▶ _WORK TO BE COMPLETED_: How many lines in the records below contain the word "neighbouring"? Answer with the number only.
◇ ◇ ◇
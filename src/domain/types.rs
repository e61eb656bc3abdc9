//! Shared domain types.
//!
//! These types are intentionally kept lightweight and serializable so they can be:
//!
//! - used in-memory during correction and extraction
//! - exported to JSON/CSV
//! - rendered by the report/plot/TUI front-ends

use std::path::PathBuf;

use chrono::{DateTime, Utc};
use clap::ValueEnum;
use serde::{Deserialize, Serialize};

use crate::error::AnalysisError;

/// Polynomial order used to flatten a trace against itself.
pub const BASELINE_FIT_ORDER: usize = 4;
/// Polynomial order used to model a reference (calibration) trace.
pub const CALIBRATION_FIT_ORDER: usize = 8;
/// Polynomial order used to smooth each cutback trace.
pub const CUTBACK_FIT_ORDER: usize = 8;
/// Polynomial order of the envelope fit.
pub const ENVELOPE_FIT_ORDER: usize = 4;
/// Number of equal-width index segments scanned for envelope points.
pub const DEFAULT_SEGMENTS: usize = 55;
/// Maximum power step (dB) between neighbouring envelope samples.
pub const DEFAULT_DIFFERENCE_TOL: f64 = 8.0;
/// Power drop (dB) below the peak that defines the pass-band.
pub const DEFAULT_BANDWIDTH_THRESHOLD: f64 = 3.0;

/// One measurement sweep: power (dB/dBm) sampled on an ascending wavelength axis.
///
/// Deserialization goes through `Trace::new`, so a document with ragged
/// columns is rejected.
#[derive(Debug, Clone, PartialEq, Serialize, Deserialize)]
#[serde(try_from = "TraceColumns")]
pub struct Trace {
    pub wavelength: Vec<f64>,
    pub power: Vec<f64>,
}

#[derive(Deserialize)]
struct TraceColumns {
    wavelength: Vec<f64>,
    power: Vec<f64>,
}

impl TryFrom<TraceColumns> for Trace {
    type Error = AnalysisError;

    fn try_from(columns: TraceColumns) -> Result<Self, Self::Error> {
        Trace::new(columns.wavelength, columns.power)
    }
}

impl Trace {
    pub fn new(wavelength: Vec<f64>, power: Vec<f64>) -> Result<Self, AnalysisError> {
        if wavelength.len() != power.len() {
            return Err(AnalysisError::ShapeMismatch {
                expected: wavelength.len(),
                got: power.len(),
                context: "trace power vs wavelength",
            });
        }
        Ok(Self { wavelength, power })
    }

    pub fn len(&self) -> usize {
        self.power.len()
    }

    /// Re-checks the column lengths (the fields are public, so a literal can skip `new`).
    pub fn check_shape(&self) -> Result<(), AnalysisError> {
        if self.wavelength.len() != self.power.len() {
            return Err(AnalysisError::ShapeMismatch {
                expected: self.wavelength.len(),
                got: self.power.len(),
                context: "trace power vs wavelength",
            });
        }
        Ok(())
    }

    pub fn is_empty(&self) -> bool {
        self.power.is_empty()
    }

    /// Returns a copy of this trace with the power column replaced.
    pub fn with_power(&self, power: Vec<f64>) -> Result<Self, AnalysisError> {
        Trace::new(self.wavelength.clone(), power)
    }

    /// `true` when the wavelength axis is strictly increasing.
    pub fn is_ascending(&self) -> bool {
        self.wavelength.windows(2).all(|w| w[1] > w[0])
    }
}

/// Traces from cutback structures with different repeated-unit counts.
///
/// All traces share one wavelength axis; `counts[i]` belongs to `traces[i]`.
#[derive(Debug, Clone, PartialEq)]
pub struct TraceFamily {
    pub traces: Vec<Trace>,
    pub counts: Vec<u32>,
}

impl TraceFamily {
    pub fn new(traces: Vec<Trace>, counts: Vec<u32>) -> Result<Self, AnalysisError> {
        if traces.len() != counts.len() {
            return Err(AnalysisError::ShapeMismatch {
                expected: traces.len(),
                got: counts.len(),
                context: "cutback unit counts",
            });
        }
        if let Some(first) = traces.first() {
            first.check_shape()?;
            for trace in &traces[1..] {
                trace.check_shape()?;
                if trace.len() != first.len() {
                    return Err(AnalysisError::ShapeMismatch {
                        expected: first.len(),
                        got: trace.len(),
                        context: "cutback trace length",
                    });
                }
                if trace.wavelength != first.wavelength {
                    return Err(AnalysisError::ShapeMismatch {
                        expected: first.len(),
                        got: trace.len(),
                        context: "cutback wavelength axis",
                    });
                }
            }
        }
        Ok(Self { traces, counts })
    }

    /// The shared wavelength axis (taken from the first trace).
    pub fn wavelength(&self) -> &[f64] {
        self.traces
            .first()
            .map(|t| t.wavelength.as_slice())
            .unwrap_or(&[])
    }
}

/// Least-squares polynomial coefficients, ascending powers (`c0 + c1·x + …`).
#[derive(Debug, Clone, PartialEq, Serialize, Deserialize)]
pub struct PolynomialFit {
    pub coefficients: Vec<f64>,
    pub order: usize,
}

/// A corrected power trace plus the trend that was removed from it.
#[derive(Debug, Clone, PartialEq, Serialize, Deserialize)]
pub struct CorrectionResult {
    pub corrected_power: Vec<f64>,
    pub fit_curve: Vec<f64>,
}

/// Per-unit insertion loss (dB/unit) extracted by the cutback method.
#[derive(Debug, Clone, PartialEq, Serialize, Deserialize)]
pub struct InsertionLossProfile {
    /// Slope at the requested wavelength (from the smoothed traces).
    pub loss_at_wavelength: f64,
    /// Slope per wavelength sample, smoothed traces.
    pub loss_vs_wavelength: Vec<f64>,
    /// Slope per wavelength sample, raw traces.
    pub loss_vs_wavelength_raw: Vec<f64>,
}

#[derive(Debug, Clone, Copy, PartialEq, Serialize, Deserialize)]
pub struct BandwidthResult {
    pub bandwidth: f64,
    pub central_wavelength: f64,
}

/// A reference sample accepted as part of the envelope.
#[derive(Debug, Clone, Copy, PartialEq, Serialize, Deserialize)]
pub struct EnvelopePoint {
    /// Sample index into the reference trace.
    pub index: usize,
    pub wavelength: f64,
    pub power: f64,
}

/// Tuning knobs for envelope calibration.
#[derive(Debug, Clone, Copy, PartialEq, Serialize, Deserialize)]
pub struct EnvelopeConfig {
    pub segments: usize,
    /// dB; neighbouring segment samples differing by at least this much are
    /// treated as a resonance dip.
    pub difference_tol: f64,
    pub fit_order: usize,
}

impl Default for EnvelopeConfig {
    fn default() -> Self {
        Self {
            segments: DEFAULT_SEGMENTS,
            difference_tol: DEFAULT_DIFFERENCE_TOL,
            fit_order: ENVELOPE_FIT_ORDER,
        }
    }
}

/// Which analysis a run (or the TUI) performs.
#[derive(Debug, Clone, Copy, PartialEq, Eq, Serialize, Deserialize, ValueEnum)]
#[serde(rename_all = "lowercase")]
pub enum Operation {
    Baseline,
    Calibrate,
    Envelope,
    Cutback,
    Bandwidth,
}

impl Operation {
    pub const ALL: [Operation; 5] = [
        Operation::Baseline,
        Operation::Calibrate,
        Operation::Envelope,
        Operation::Cutback,
        Operation::Bandwidth,
    ];

    pub fn display_name(self) -> &'static str {
        match self {
            Operation::Baseline => "baseline correction",
            Operation::Calibrate => "reference calibration",
            Operation::Envelope => "envelope calibration",
            Operation::Cutback => "cutback",
            Operation::Bandwidth => "bandwidth",
        }
    }

    pub fn next(self) -> Self {
        match self {
            Operation::Baseline => Operation::Calibrate,
            Operation::Calibrate => Operation::Envelope,
            Operation::Envelope => Operation::Cutback,
            Operation::Cutback => Operation::Bandwidth,
            Operation::Bandwidth => Operation::Baseline,
        }
    }
}

/// What a single analysis run produced.
#[derive(Debug, Clone, PartialEq, Serialize, Deserialize)]
#[serde(tag = "kind", rename_all = "lowercase")]
pub enum AnalysisOutput {
    /// Baseline, reference, or envelope correction of one trace.
    Correction {
        /// The uncorrected input.
        trace: Trace,
        result: CorrectionResult,
        /// Accepted envelope samples (envelope calibration only).
        #[serde(default, skip_serializing_if = "Vec::is_empty")]
        envelope: Vec<EnvelopePoint>,
        /// Optional pass-band of the corrected trace.
        #[serde(default, skip_serializing_if = "Option::is_none")]
        bandwidth: Option<BandwidthResult>,
    },
    Cutback {
        wavelength: Vec<f64>,
        counts: Vec<u32>,
        target_wavelength: f64,
        profile: InsertionLossProfile,
    },
    Bandwidth {
        trace: Trace,
        threshold: f64,
        result: BandwidthResult,
    },
}

impl AnalysisOutput {
    /// Checks that every per-sample sequence lines up with its axis.
    pub fn check_shape(&self) -> Result<(), AnalysisError> {
        let same = |expected: usize, got: usize, context: &'static str| {
            if expected == got {
                Ok(())
            } else {
                Err(AnalysisError::ShapeMismatch { expected, got, context })
            }
        };

        match self {
            AnalysisOutput::Correction { trace, result, .. } => {
                trace.check_shape()?;
                same(trace.len(), result.fit_curve.len(), "fit curve")?;
                same(trace.len(), result.corrected_power.len(), "corrected power")
            }
            AnalysisOutput::Cutback { wavelength, profile, .. } => {
                same(wavelength.len(), profile.loss_vs_wavelength.len(), "loss vs wavelength")?;
                same(wavelength.len(), profile.loss_vs_wavelength_raw.len(), "raw loss vs wavelength")
            }
            AnalysisOutput::Bandwidth { trace, .. } => trace.check_shape(),
        }
    }
}

/// A saved analysis result (JSON).
#[derive(Debug, Clone, PartialEq, Serialize, Deserialize)]
pub struct ResultFile {
    pub tool: String,
    pub generated: DateTime<Utc>,
    pub operation: Operation,
    /// Input descriptions (`path#channel`).
    pub inputs: Vec<String>,
    pub output: AnalysisOutput,
}

/// Output options shared by every analysis subcommand.
///
/// This is derived from CLI flags (plus defaults).
#[derive(Debug, Clone)]
pub struct OutputOptions {
    pub plot: bool,
    pub plot_width: usize,
    pub plot_height: usize,
    /// Per-sample CSV table.
    pub export_csv: Option<PathBuf>,
    /// Result document (JSON).
    pub export_json: Option<PathBuf>,
}

impl Default for OutputOptions {
    fn default() -> Self {
        Self {
            plot: true,
            plot_width: 100,
            plot_height: 25,
            export_csv: None,
            export_json: None,
        }
    }
}

/// Parameters for synthetic sweep generation.
#[derive(Debug, Clone, Copy, PartialEq, Serialize, Deserialize)]
pub struct SampleConfig {
    pub seed: u64,
    pub points: usize,
    /// Standard deviation of the additive noise (dB).
    pub noise_db: f64,
    /// Sweep start (nm).
    pub wavelength_start: f64,
    /// Sweep stop (nm).
    pub wavelength_stop: f64,
}

impl Default for SampleConfig {
    fn default() -> Self {
        Self {
            seed: 42,
            points: 801,
            noise_db: 0.05,
            wavelength_start: 1500.0,
            wavelength_stop: 1600.0,
        }
    }
}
◇ ◇ ◇
▶ _COMPLETED TASK_: 2